Combining retrosynthesis and mixed-integer optimization for minimizing the chemical inventory needed to realize a WHO essential medicines list

• Main Authors: Gao, Hanyu (Author), Coley, Connor Wilson (Author), Struble, Thomas J (Author), Li, Linyan (Author), Qian, Yujie (Author), Green Jr, William H (Author), Jensen, Klavs F (Author)

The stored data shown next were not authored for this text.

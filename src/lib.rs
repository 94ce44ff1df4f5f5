// Copyright @yucwang 2026

#![allow(dead_code)]

pub mod calculation;
pub mod core;
pub mod ffi;
pub mod math;
pub mod shapes;
pub mod sweep;
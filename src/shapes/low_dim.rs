// Copyright @yucwang 2026

use crate::core::shape::SourceShape;
use crate::math::constants::{ Float, Vector3f };

static POINT_BOUNDS: [(Float, Float); 0] = [];
static LINE_BOUNDS: [(Float, Float); 1] = [(0.0, 1.0)];

/// A dimensionless source: contributes a single position with unit measure.
#[derive(Debug, Clone, PartialEq)]
pub struct PointSource {
    pos: Vector3f,
}

impl PointSource {
    pub fn new(center: Vector3f) -> Self {
        Self { pos: center }
    }
}

impl SourceShape for PointSource {
    fn position(&self, _params: &[Float]) -> Vector3f {
        self.pos
    }

    fn volume_element(&self, _params: &[Float], _widths: &[Float]) -> Float {
        1.0
    }

    fn num_params(&self) -> usize {
        0
    }

    fn bounds(&self) -> &'static [(Float, Float)] {
        &POINT_BOUNDS
    }
}

/// A straight segment from `start` to `stop`, parameterized on `[0,1]`.
#[derive(Debug, Clone, PartialEq)]
pub struct LineSource {
    start: Vector3f,
    dir: Vector3f,
    mag: Float,
}

impl LineSource {
    pub fn new(start: Vector3f, stop: Vector3f) -> Self {
        let dir = stop - start;
        let mag = dir.norm();
        Self { start, dir, mag }
    }
}

impl SourceShape for LineSource {
    fn position(&self, params: &[Float]) -> Vector3f {
        self.start + params[0] * self.dir
    }

    fn volume_element(&self, _params: &[Float], widths: &[Float]) -> Float {
        self.mag * widths[0]
    }

    fn num_params(&self) -> usize {
        1
    }

    fn bounds(&self) -> &'static [(Float, Float)] {
        &LINE_BOUNDS
    }
}

#[cfg(test)]
mod tests {
    use super::{ LineSource, PointSource };
    use crate::core::shape::SourceShape;
    use crate::math::constants::Vector3f;

    #[test]
    fn test_point_source() {
        let src = PointSource::new(Vector3f::new(1.0, 2.0, 3.0));
        assert_eq!(src.num_params(), 0);
        assert!((src.position(&[]) - Vector3f::new(1.0, 2.0, 3.0)).norm() < 1e-12);
        assert_eq!(src.volume_element(&[], &[]), 1.0);
    }

    #[test]
    fn test_line_source_interpolation() {
        let src = LineSource::new(Vector3f::new(0.0, 0.0, 1.0),
                                  Vector3f::new(4.0, 0.0, 1.0));
        assert_eq!(src.num_params(), 1);
        let mid = src.position(&[0.5]);
        assert!((mid - Vector3f::new(2.0, 0.0, 1.0)).norm() < 1e-12);
        // the whole parameter interval has width 1, so the measure is the
        // segment length
        assert!((src.volume_element(&[0.5], &[1.0]) - 4.0).abs() < 1e-12);
    }
}
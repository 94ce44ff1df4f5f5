// Copyright @yucwang 2026

pub mod bounds_handler;
pub mod calculator;
pub mod internals;
pub mod result_cache;
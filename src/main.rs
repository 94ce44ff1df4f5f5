// Copyright @yucwang 2026

use viewfactor::core::detector::Detector;
use viewfactor::core::shape::Source;
use viewfactor::math::constants::Vector3f;
use viewfactor::shapes::flat::{ CircleXY, Square };
use viewfactor::shapes::low_dim::{ LineSource, PointSource };
use viewfactor::shapes::shell::CylinderZaxis;
use viewfactor::sweep::calculate_weights;

use std::env;
use std::fs::File;
use std::io::{ BufWriter, Write };

fn main() {
    env::set_var("RUST_LOG", "info");
    env_logger::init();

    let args: Vec<String> = env::args().collect();
    if args.len() < 2 {
        eprintln!("Usage: {} <output.csv> [--threads N]", args[0]);
        std::process::exit(1);
    }
    let output_path = &args[1];
    let mut thread_count: usize = 0;

    let mut i = 2;
    while i < args.len() {
        match args[i].as_str() {
            "--threads" => {
                i += 1;
                thread_count = args.get(i).and_then(|v| v.parse::<usize>().ok()).unwrap_or(0);
            }
            other => {
                eprintln!("Unknown argument: {}", other);
                std::process::exit(1);
            }
        }
        i += 1;
    }

    let detectors = make_panel_grid();
    let (names, sources) = make_demo_sources();
    let matrix = calculate_weights(&detectors, &sources, thread_count);

    if let Err(err) = write_weight_table(output_path, &names, &matrix) {
        eprintln!("Failed to write {}: {}", output_path, err);
        std::process::exit(1);
    }
    log::info!("Wrote {} weights to {}.", matrix.len() * detectors.len(), output_path);
}

/// A 3x3 grid of 20x20 cm panels in the z=0 plane, all facing +z.
fn make_panel_grid() -> Vec<Detector> {
    let mut detectors = Vec::with_capacity(9);
    for _row in 0..3 {
        for _col in 0..3 {
            // panel positions are baked into the sources, so every panel
            // shares the same local frame
            detectors.push(Detector::new(Vector3f::new(0.1, 0.0, 0.0),
                                         Vector3f::new(0.0, 0.1, 0.0),
                                         Vector3f::new(0.0, 0.0, 1.0)));
        }
    }
    detectors
}

fn make_demo_sources() -> (Vec<&'static str>, Vec<Source>) {
    let names = vec!["point", "line", "ceiling_patch", "floor_disc", "column"];
    let sources = vec![
        Source::Point(PointSource::new(Vector3f::new(0.0, 0.0, 2.0))),
        Source::Line(LineSource::new(Vector3f::new(-1.0, 0.5, 2.5),
                                     Vector3f::new(1.0, 0.5, 2.5))),
        Source::Square(Square::new(Vector3f::new(0.0, 0.0, 3.0),
                                   Vector3f::new(1.5, 0.0, 0.0),
                                   Vector3f::new(0.0, 1.5, 0.0))),
        Source::CircleXY(CircleXY::new(Vector3f::new(0.5, -0.5, 0.5), 0.75)),
        Source::CylinderZaxis(CylinderZaxis::new(Vector3f::new(2.0, 2.0, 1.5), 0.3, 1.5)),
    ];
    (names, sources)
}

fn write_weight_table(path: &str, names: &[&str],
                      matrix: &[Vec<viewfactor::calculation::calculator::IntegralResult>])
                      -> std::io::Result<()> {
    let mut writer = BufWriter::new(File::create(path)?);
    writeln!(writer, "Det, Source Name, Weight, Recursion Depth, \
                      Single Axis Recursions, All Axis Recursions, \
                      Integrand Evaluations")?;
    for (name, row) in names.iter().zip(matrix.iter()) {
        for (det_index, result) in row.iter().enumerate() {
            writeln!(writer, "{0:d$}, {1:s$}, {2:e}, {3}, {4}, {5}, {6}",
                     det_index, name, result.value, result.max_depth,
                     result.single_axis_recursions, result.full_recursions,
                     result.calls, d = 3, s = 14)?;
        }
    }
    Ok(())
}
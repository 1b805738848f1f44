//! Neuro Code Generation
//!
//! 把解析好的 [`Program`](neuro_syntax::Program) 变成最终源码：
//! 类型、联合类型、导出和固定函数直接还原，函数桩逐个交给补全服务生成。

pub mod assemble;
pub mod emit;
pub mod error;
pub mod generator;
pub mod openai;
pub mod provider;

pub use assemble::assemble;
pub use error::{GenerateError, GenerateResult, ProviderError};
pub use generator::{Generated, GenerationReport, Generator};
pub use openai::{OpenAiConfig, OpenAiProvider};
pub use provider::{CompletionProvider, CompletionRequest, Message, Role};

• Other Authors: Massachusetts Institute of Technology. Department of Chemical Engineering (Contributor), Massachusetts Institute of Technology. Computer Science and Artificial Intelligence Laboratory (Contributor)
• Format: Article
• Language: English
• Published: Royal Society of Chemistry (RSC), 2020-02-13T15:37:39Z.
• Subjects: Article
• Online Access: Get fulltext

 The access to essential medicines remains a problem in many low-income countries for logistic and expiration limits, among other factors. Enabling flexible replenishment and easier supply chain management by on demand manufacturing from stored starting materials provides a solution to this challenge. Recent developments in computer-aided chemical synthesis planning have benefited from machine learning in different aspects. In this manuscript, we use those techniques to perform a combined analysis of a WHO essential medicines list to identify synthetic routes that minimize chemical inventory that would be required to synthesize the all the active pharmaceutical ingredients. We use a synthesis planning tool to perform retrosynthetic analyses for 99 targets and solve a mixed-integer programming problem to select a combination of pathways that uses the minimal number of chemicals. This work demonstrates the technical feasibility of reducing storage of active pharmaceutical ingredients to a minimal inventory of starting materials.